====== DATA ======

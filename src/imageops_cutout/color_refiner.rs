//! Iterative foreground/background reclassification from color models.
//!
//! Each pass partitions the pixels by the current mask, fits a small Gaussian
//! mixture-like [`ColorModel`] to either class with k-means, and reassigns
//! every interior pixel by comparing
//!
//! ```text
//! P(fg) = 0.7 * color_fg + 0.3 * smoothness
//! P(bg) = 0.7 * color_bg + 0.3 * (1 - smoothness)
//! ```
//!
//! where `smoothness` is the fraction of the 8 neighbors currently in the
//! foreground. The previous mask is read as an immutable snapshot while the
//! next one is written, and the one-pixel image border is never changed.

use image::{Luma, Rgba};
use imageproc::definitions::Image;
use log::debug;
use rand::Rng;

use crate::error::Error;
use crate::imageops_cutout::kmeans::{kmeans, nearest_centroid, Color};
use crate::imageops_cutout::Mask;
use crate::utils::{color_distance_sq, fill_rows, rgb_f32, validate_matching_dimensions};

/// Probability assigned by an empty model to every color.
pub const NEUTRAL_PROBABILITY: f32 = 0.5;

/// Parameters of [`ColorRefiner`].
#[derive(Debug, Clone, PartialEq)]
pub struct RefinerConfig {
    pub iterations: usize,
    /// Maximum number of components per color model
    pub components: usize,
    pub kmeans_iterations: usize,
    /// Lower bound applied to every component variance
    pub variance_floor: f32,
    pub color_weight: f32,
    pub spatial_weight: f32,
    /// Mask values above this are treated as foreground
    pub mask_threshold: u8,
    /// Colors per class used to fit a model; larger classes are subsampled evenly
    pub max_model_samples: usize,
}

impl Default for RefinerConfig {
    fn default() -> Self {
        Self {
            iterations: 3,
            components: 3,
            kmeans_iterations: 10,
            variance_floor: 100.0,
            color_weight: 0.7,
            spatial_weight: 0.3,
            mask_threshold: 127,
            max_model_samples: 20_000,
        }
    }
}

impl RefinerConfig {
    /// Checks that every parameter is usable.
    pub fn validate(&self) -> Result<(), Error> {
        if self.components == 0 {
            return Err(Error::InvalidParameter(
                "components must be greater than 0".to_string(),
            ));
        }
        if self.max_model_samples == 0 {
            return Err(Error::InvalidParameter(
                "max_model_samples must be greater than 0".to_string(),
            ));
        }
        if !(self.variance_floor > 0.0) {
            return Err(Error::InvalidParameter(format!(
                "variance_floor must be positive, got {}",
                self.variance_floor
            )));
        }
        if self.color_weight < 0.0 || self.spatial_weight < 0.0 {
            return Err(Error::InvalidParameter(
                "color_weight and spatial_weight must be non-negative".to_string(),
            ));
        }
        Ok(())
    }
}

/// One component of a [`ColorModel`].
#[derive(Debug, Clone, Copy, PartialEq)]
pub struct ColorComponent {
    pub mean: Color,
    /// Mean squared distance of the members from `mean`, floored
    pub variance: f32,
}

/// Color distribution of one pixel class.
#[derive(Debug, Clone, Default, PartialEq)]
pub struct ColorModel {
    components: Vec<ColorComponent>,
}

impl ColorModel {
    /// Fits up to `components` clusters to `colors`.
    ///
    /// Components that attract no member keep the floor variance.
    pub fn fit<R>(
        colors: &[Color],
        components: usize,
        iterations: usize,
        variance_floor: f32,
        rng: &mut R,
    ) -> Self
    where
        R: Rng + ?Sized,
    {
        let centroids = kmeans(colors, components, iterations, rng);
        if centroids.is_empty() {
            return Self::default();
        }

        let mut sums = vec![0.0f64; centroids.len()];
        let mut counts = vec![0usize; centroids.len()];
        for &color in colors {
            let nearest = nearest_centroid(color, &centroids);
            sums[nearest] += f64::from(color_distance_sq(color, centroids[nearest]));
            counts[nearest] += 1;
        }

        let components = centroids
            .iter()
            .zip(sums.iter().zip(&counts))
            .map(|(&mean, (&sum, &count))| {
                let variance = if count > 0 {
                    (sum / count as f64) as f32
                } else {
                    0.0
                };
                ColorComponent {
                    mean,
                    variance: variance.max(variance_floor),
                }
            })
            .collect();

        Self { components }
    }

    pub fn components(&self) -> &[ColorComponent] {
        &self.components
    }

    pub fn is_empty(&self) -> bool {
        self.components.is_empty()
    }

    /// Gaussian-kernel likelihood of `color`, the maximum over components of
    /// `exp(-d^2 / (2 * variance))`. An empty model is neutral (0.5).
    #[inline]
    pub fn probability(&self, color: Color) -> f32 {
        if self.components.is_empty() {
            return NEUTRAL_PROBABILITY;
        }
        self.components
            .iter()
            .map(|c| (-color_distance_sq(color, c.mean) / (2.0 * c.variance)).exp())
            .fold(0.0, f32::max)
    }
}

/// Refines a binary mask with per-class color models and neighborhood agreement.
#[derive(Debug, Clone, Default)]
pub struct ColorRefiner {
    config: RefinerConfig,
}

impl ColorRefiner {
    /// Create a refiner after validating `config`.
    pub fn new(config: RefinerConfig) -> Result<Self, Error> {
        config.validate()?;
        Ok(Self { config })
    }

    pub const fn config(&self) -> &RefinerConfig {
        &self.config
    }

    /// Builds the foreground and background models for `mask`.
    pub fn fit_models<R>(
        &self,
        image: &Image<Rgba<u8>>,
        mask: &Mask,
        rng: &mut R,
    ) -> Result<(ColorModel, ColorModel), Error>
    where
        R: Rng + ?Sized,
    {
        validate_matching_dimensions(image.dimensions(), mask.dimensions())?;

        let threshold = self.config.mask_threshold;
        let mut foreground = Vec::new();
        let mut background = Vec::new();
        for (pixel, Luma([value])) in image.pixels().zip(mask.pixels()) {
            if *value > threshold {
                foreground.push(rgb_f32(pixel));
            } else {
                background.push(rgb_f32(pixel));
            }
        }

        let config = &self.config;
        let mut fit = |colors: Vec<Color>, class: &str| {
            if colors.is_empty() {
                debug!("color refinement: empty {class} class, using neutral model");
            }
            let samples = subsample(colors, config.max_model_samples);
            ColorModel::fit(
                &samples,
                config.components,
                config.kmeans_iterations,
                config.variance_floor,
                &mut *rng,
            )
        };
        let foreground_model = fit(foreground, "foreground");
        let background_model = fit(background, "background");
        Ok((foreground_model, background_model))
    }

    /// Runs one fit-and-reclassify pass.
    pub fn refine_once<R>(
        &self,
        image: &Image<Rgba<u8>>,
        mask: &Mask,
        rng: &mut R,
    ) -> Result<Mask, Error>
    where
        R: Rng + ?Sized,
    {
        let (foreground_model, background_model) = self.fit_models(image, mask, rng)?;
        Ok(self.reclassify(image, mask, &foreground_model, &background_model))
    }

    /// Runs the configured number of passes and returns the refined mask
    /// (values 0 or 255 inside, border copied from `mask`).
    pub fn refine<R>(&self, image: &Image<Rgba<u8>>, mask: &Mask, rng: &mut R) -> Result<Mask, Error>
    where
        R: Rng + ?Sized,
    {
        validate_matching_dimensions(image.dimensions(), mask.dimensions())?;

        let mut current = mask.clone();
        for iteration in 0..self.config.iterations {
            let next = self.refine_once(image, &current, rng)?;
            let changed = next
                .as_raw()
                .iter()
                .zip(current.as_raw())
                .filter(|(a, b)| a != b)
                .count();
            debug!("color refinement pass {iteration}: {changed} pixels changed");
            current = next;
        }
        Ok(current)
    }

    fn reclassify(
        &self,
        image: &Image<Rgba<u8>>,
        mask: &Mask,
        foreground_model: &ColorModel,
        background_model: &ColorModel,
    ) -> Mask {
        let (width, height) = mask.dimensions();
        let threshold = self.config.mask_threshold;
        let color_weight = self.config.color_weight;
        let spatial_weight = self.config.spatial_weight;
        let is_foreground = |x: u32, y: u32| mask.get_pixel(x, y)[0] > threshold;

        let mut values = mask.as_raw().clone();
        fill_rows(&mut values, width as usize, |y, row| {
            let y = y as u32;
            if y == 0 || y + 1 >= height {
                return;
            }
            for x in 1..width.saturating_sub(1) {
                let mut neighbors = 0u32;
                for ny in y - 1..=y + 1 {
                    for nx in x - 1..=x + 1 {
                        if (nx, ny) != (x, y) && is_foreground(nx, ny) {
                            neighbors += 1;
                        }
                    }
                }
                let smoothness = neighbors as f32 / 8.0;

                let color = rgb_f32(image.get_pixel(x, y));
                let fg = color_weight * foreground_model.probability(color)
                    + spatial_weight * smoothness;
                let bg = color_weight * background_model.probability(color)
                    + spatial_weight * (1.0 - smoothness);
                row[x as usize] = if fg > bg { 255 } else { 0 };
            }
        });

        Image::from_raw(width, height, values).unwrap_or_else(|| mask.clone())
    }
}

/// Keeps at most `limit` colors, taken at an even stride.
fn subsample(colors: Vec<Color>, limit: usize) -> Vec<Color> {
    if colors.len() <= limit {
        return colors;
    }
    let stride = colors.len().div_ceil(limit);
    colors.into_iter().step_by(stride).collect()
}

/// Refines `mask` with the default configuration.
pub fn refine_mask<R>(image: &Image<Rgba<u8>>, mask: &Mask, rng: &mut R) -> Result<Mask, Error>
where
    R: Rng + ?Sized,
{
    ColorRefiner::default().refine(image, mask, rng)
}

#[cfg(test)]
mod tests {
    use super::*;
    use crate::test_utils::{
        create_centered_square_image, create_centered_square_mask, create_uniform_image,
        fill_rect, mask_count,
    };
    use rand::rngs::StdRng;
    use rand::SeedableRng;

    #[test]
    fn color_model_variance_is_floored() {
        let colors = vec![[10.0, 20.0, 30.0]; 50];
        let model = ColorModel::fit(&colors, 3, 10, 100.0, &mut StdRng::seed_from_u64(1));

        assert_eq!(model.components().len(), 3);
        assert!(model.components().iter().all(|c| c.variance == 100.0));
        assert_eq!(model.probability([10.0, 20.0, 30.0]), 1.0);
    }

    #[test]
    fn color_model_probability_follows_gaussian_kernel() {
        let model = ColorModel {
            components: vec![ColorComponent {
                mean: [0.0, 0.0, 0.0],
                variance: 100.0,
            }],
        };
        let expected = (-100.0f32 / 200.0).exp();
        assert!((model.probability([10.0, 0.0, 0.0]) - expected).abs() < 1e-6);
        assert!(model.probability([255.0, 255.0, 255.0]) < 1e-6);
    }

    #[test]
    fn empty_color_model_is_neutral() {
        let model = ColorModel::fit(&[], 3, 10, 100.0, &mut StdRng::seed_from_u64(1));
        assert!(model.is_empty());
        assert_eq!(model.probability([1.0, 2.0, 3.0]), NEUTRAL_PROBABILITY);
    }

    #[test]
    fn refine_keeps_correct_mask_stable() {
        let image = create_centered_square_image(60, 60, 24);
        let mask = create_centered_square_mask(60, 60, 24);

        let refined = refine_mask(&image, &mask, &mut StdRng::seed_from_u64(2)).unwrap();
        assert_eq!(refined, mask);
    }

    #[test]
    fn refine_removes_stray_background_patch() {
        let image = create_centered_square_image(60, 60, 24);
        let mut mask = create_centered_square_mask(60, 60, 24);
        fill_rect(&mut mask, 5, 5, 2, 2, 255);

        let refined = refine_mask(&image, &mask, &mut StdRng::seed_from_u64(2)).unwrap();
        assert_eq!(refined, create_centered_square_mask(60, 60, 24));
    }

    #[test]
    fn refine_never_touches_border() {
        let image = create_uniform_image(20, 20, Rgba([90, 90, 90, 255]));
        let mut mask = Mask::new(20, 20);
        fill_rect(&mut mask, 0, 0, 20, 1, 255);
        fill_rect(&mut mask, 0, 0, 1, 20, 255);

        let refined = refine_mask(&image, &mask, &mut StdRng::seed_from_u64(4)).unwrap();
        for i in 0..20 {
            assert_eq!(refined.get_pixel(i, 0)[0], 255);
            assert_eq!(refined.get_pixel(0, i)[0], 255);
        }
        for i in 1..20 {
            assert_eq!(refined.get_pixel(19, i)[0], 0);
            assert_eq!(refined.get_pixel(i, 19)[0], 0);
        }
    }

    #[test]
    fn refine_with_empty_foreground_stays_empty() {
        let image = create_uniform_image(30, 30, Rgba([200, 100, 50, 255]));
        let mask = Mask::new(30, 30);

        let refined = refine_mask(&image, &mask, &mut StdRng::seed_from_u64(8)).unwrap();
        assert_eq!(mask_count(&refined, 0), 900);
    }

    #[test]
    fn refine_rejects_mismatched_mask() {
        let image = create_uniform_image(10, 10, Rgba([0, 0, 0, 255]));
        let mask = Mask::new(10, 9);
        let result = refine_mask(&image, &mask, &mut StdRng::seed_from_u64(0));
        assert!(matches!(result, Err(Error::DimensionMismatch { .. })));
    }

    #[test]
    fn subsample_limits_sample_count() {
        let colors = vec![[0.0; 3]; 1000];
        assert_eq!(subsample(colors.clone(), 2000).len(), 1000);
        assert!(subsample(colors, 300).len() <= 300);
    }
}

======

◆ YOUR TASK ◆
Among the records above, find the lines that contain "must" and copy every one.

◆ RESULT OF THE TASK ◆
                "components must be greater than 0".to_string(),
                "max_model_samples must be greater than 0".to_string(),
                "variance_floor must be positive, got {}",
                "color_weight and spatial_weight must be non-negative".to_string(),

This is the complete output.